The weight of the Rorem opus was dispelled by a two-movement Boccherini quintet for flute and strings; it was as if we had had our aural palate cleansed, to mix metaphors.

The second half opened with a brief, newer work by another BDDS favorite, the “Rounds for Robin” by Kevin Puts. Again, it was just last year that he had a world premiere as part of the quarter-century season of BDDS, and another of his works was heard earlier this season. Written in 2015 as a memorial to Robin Williams, the piece effectively hinted at the mercurial moods of the great actor and comedian, and Jutt and Sykes gave the work its full due.

Then it was time for a surprise, not listed in the program, which in itself is another BDDS tradition. Not surprisingly, they tried to push the envelope again, by having a hip-hop dancer perform to a sextet version of a truncated Barber of Seville overture by Rossini.
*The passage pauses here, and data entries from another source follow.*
//! Routing core: which `ServerConfig` a connection belongs to, and which
//! `RouteConfig` block within it a request resolves to. Generalizes the
//! teacher's flat `Vec<RouteConfig>` scan into a true filter forest —
//! server selection filters on `listen` (host:port) and `server_name`;
//! route selection walks the `routes`/`children` tree depth-first,
//! descending into a block's children only once the block's own
//! path-prefix/method filter accepts, so the deepest fully-accepting
//! chain wins (ties broken by declaration order) — while keeping the
//! same closed filter set the teacher's `find_route` already implemented.

mod block;
mod filter;

pub use block::{ResolvedRoute, RouteTable, ServerTable};
pub use filter::RoutingError;

#[cfg(test)]
mod tests {
    use super::*;
    use crate::config::{RouteConfig, ServerConfig};

    fn route(path: &str, methods: &[&str]) -> RouteConfig {
        RouteConfig {
            path: path.to_string(),
            methods: methods.iter().map(|s| s.to_string()).collect(),
            ..Default::default()
        }
    }

    fn route_with_root(path: &str, methods: &[&str], root: &str) -> RouteConfig {
        RouteConfig { root: root.to_string(), ..route(path, methods) }
    }

    fn server(name: &str, port: u16, routes: Vec<RouteConfig>) -> ServerConfig {
        ServerConfig {
            server_name: name.to_string(),
            ports: vec![port],
            routes,
            ..Default::default()
        }
    }

    #[test]
    fn picks_longest_path_prefix() {
        let cfg = server(
            "example.com",
            80,
            vec![
                route("/", &["GET"]),
                route("/api", &["GET"]),
                route("/api/v2", &["GET"]),
            ],
        );
        let table = RouteTable::new(&cfg);
        let r = table.resolve("/api/v2/users", "GET").unwrap();
        assert_eq!(r.path, "/api/v2");
    }

    #[test]
    fn declaration_order_breaks_ties() {
        let cfg = server(
            "example.com",
            80,
            vec![route_with_root("/api", &["GET", "POST"], "first"), route_with_root("/api", &["GET", "POST"], "second")],
        );
        let table = RouteTable::new(&cfg);
        let r = table.resolve("/api", "GET").unwrap();
        assert_eq!(r.root, "first");
    }

    #[test]
    fn method_not_allowed_when_prefix_matches_but_method_does_not() {
        let cfg = server("example.com", 80, vec![route("/api", &["GET"])]);
        let table = RouteTable::new(&cfg);
        let err = table.resolve("/api", "DELETE").unwrap_err();
        assert!(matches!(err, RoutingError::MethodNotAllowed));
    }

    #[test]
    fn not_found_when_nothing_matches() {
        let cfg = server("example.com", 80, vec![route("/api", &["GET"])]);
        let table = RouteTable::new(&cfg);
        let err = table.resolve("/other", "GET").unwrap_err();
        assert!(matches!(err, RoutingError::NotFound));
    }

    #[test]
    fn server_selection_prefers_exact_name_then_default_then_first() {
        let a = server("a.example.com", 80, vec![]);
        let mut b = server("b.example.com", 80, vec![]);
        b.default_server = true;
        let servers = vec![a.clone(), b.clone()];
        let table = ServerTable::new(&servers);

        assert_eq!(table.resolve(80, Some("a.example.com")).unwrap().server_name, "a.example.com");
        assert_eq!(table.resolve(80, Some("nope.example.com")).unwrap().server_name, "b.example.com");
        assert_eq!(table.resolve(80, None).unwrap().server_name, "b.example.com");
    }

    #[test]
    fn wildcard_server_name_matches_one_label() {
        let mut wild = server("*.example.com", 80, vec![]);
        wild.default_server = false;
        let servers = vec![wild];
        let table = ServerTable::new(&servers);
        assert_eq!(table.resolve(80, Some("foo.example.com")).unwrap().server_name, "*.example.com");
        assert!(table.resolve(80, Some("example.com")).is_some());
    }

    #[test]
    fn nested_child_block_wins_over_shallower_sibling() {
        // A method-only filter nested two levels under two different
        // path-prefix blocks must out-rank a sibling that only matches
        // on path.
        let mut v2 = route("/api/v2", &[]);
        v2.children = vec![route_with_root("/api/v2", &["POST"], "deep")];
        let cfg = server("example.com", 80, vec![route_with_root("/api", &[], "shallow"), v2]);

        let table = RouteTable::new(&cfg);
        let r = table.resolve("/api/v2/users", "POST").unwrap();
        assert_eq!(r.root, "deep");
    }

    #[test]
    fn handler_less_child_falls_back_to_ancestor_handler() {
        // The matched leaf carries only a method filter; the fastcgi
        // backend is configured two levels up and must still apply.
        let mut grandparent = RouteConfig { fastcgi_pass: Some("127.0.0.1:9000".to_string()), ..route("/app", &[]) };
        let mut parent = route("/app/admin", &[]);
        parent.children = vec![route("/app/admin", &["POST"])];
        grandparent.children = vec![parent];
        let cfg = server("example.com", 80, vec![grandparent]);

        let table = RouteTable::new(&cfg);
        let r = table.resolve("/app/admin/users", "POST").unwrap();
        assert_eq!(r.fastcgi_pass, Some("127.0.0.1:9000"));
    }

    #[test]
    fn non_matching_parent_blocks_its_children_from_matching() {
        let mut parent = route("/only-get", &["GET"]);
        parent.children = vec![route("/only-get", &["POST"])];
        let cfg = server("example.com", 80, vec![parent]);

        let table = RouteTable::new(&cfg);
        let err = table.resolve("/only-get", "POST").unwrap_err();
        assert!(matches!(err, RoutingError::MethodNotAllowed));
    }
}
The young man was Blake Washington, a former winner of an  Overture Center Rising Star competition, and currently majoring in both dance and political science at UW-Milwaukee (really a smart combination, given how most politicians spend so much of their time dancing around issues). Yours truly is thoroughly unqualified to critique the niceties of Washington’s choreography, but there was a general air of good-natured whimsy about the whole affair. I suspect Rossini would not have minded the appropriation, and certainly the crowd responded with vociferous approval.
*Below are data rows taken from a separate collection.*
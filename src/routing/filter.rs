use std::fmt;

/// The only two ways route resolution can fail: resolving the *server*
/// never fails (there is always a default/first fallback), so this is
/// route-level only.
#[derive(Debug, Clone, Copy, PartialEq, Eq)]
pub enum RoutingError {
    NotFound,
    MethodNotAllowed,
}

impl fmt::Display for RoutingError {
    fn fmt(&self, f: &mut fmt::Formatter<'_>) -> fmt::Result {
        match self {
            RoutingError::NotFound => write!(f, "no route matches this path"),
            RoutingError::MethodNotAllowed => write!(f, "route matched but method is not allowed"),
        }
    }
}

impl std::error::Error for RoutingError {}

/// True if `prefix` matches `path` on a segment boundary: `/api` matches
/// `/api` and `/api/v2` but not `/apiextra`. `/` matches everything.
pub fn path_prefix_matches(prefix: &str, path: &str) -> bool {
    if prefix == "/" {
        return true;
    }
    if !path.starts_with(prefix) {
        return false;
    }
    match path.as_bytes().get(prefix.len()) {
        None => true,
        Some(b'/') => true,
        _ => false,
    }
}

pub fn method_allowed(methods: &[String], method: &str) -> bool {
    methods.iter().any(|m| m.eq_ignore_ascii_case(method))
}

/// True if `configured` matches `host`: either an exact, case-insensitive
/// match, or `configured` is a left-anchored one-label wildcard
/// (`*.example.com`) and `host` ends with `.example.com`.
pub fn server_name_matches(configured: &str, host: &str) -> bool {
    if configured.eq_ignore_ascii_case(host) {
        return true;
    }
    if let Some(suffix) = configured.strip_prefix("*.") {
        let host_suffix = format!(".{suffix}");
        return host.len() > host_suffix.len() && host.to_ascii_lowercase().ends_with(&host_suffix.to_ascii_lowercase());
    }
    false
}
Ah, but at last came the crown jewel of the night, and one of the major readings of the three weeks of concerts. Brahms’ Piano Quintet is arguably his first true masterpiece, virtually symphonic in its breadth and power. The fivesome of Hodgkinson, Kim joined by Soh-Hyun Park Altino on violin, Gregorian and Kabat once more on viola and cello respectively, offered a suitably turbulent reading. A purist might argue that the opening phrase might have been stretched slower than usual, but it was as if they players themselves needed to consider carefully once more what dramatic possibilities lay ahead. Last week we experienced what a long time veteran ensemble can give us, when the San Francisco Piano Trio played Brahms’ Piano Trio No. 2. Here we had the flip side: players who do not play together regularly, bringing a fresh and invigorating approach. And while there was much to savor in terms of the interaction of the players, Kabat’s cello playing must be singled out, particularly as she had been captivating to hear all night. She has been assistant principal cellist here in the Madison Symphony, but apparently those days are behind her, as she will join the Milwaukee Symphony Orchestra this season as acting assistant principal cello. Perhaps she will grace the 27th BDDS programs next June…

But we won’t have to wait quite that long for another BDDS fix: in August they will make a new CD of music of Puts (including last season’s world premiere, In at the Eye) and James Scott Balentine. You’ll have to improvise your own hip-hop at home.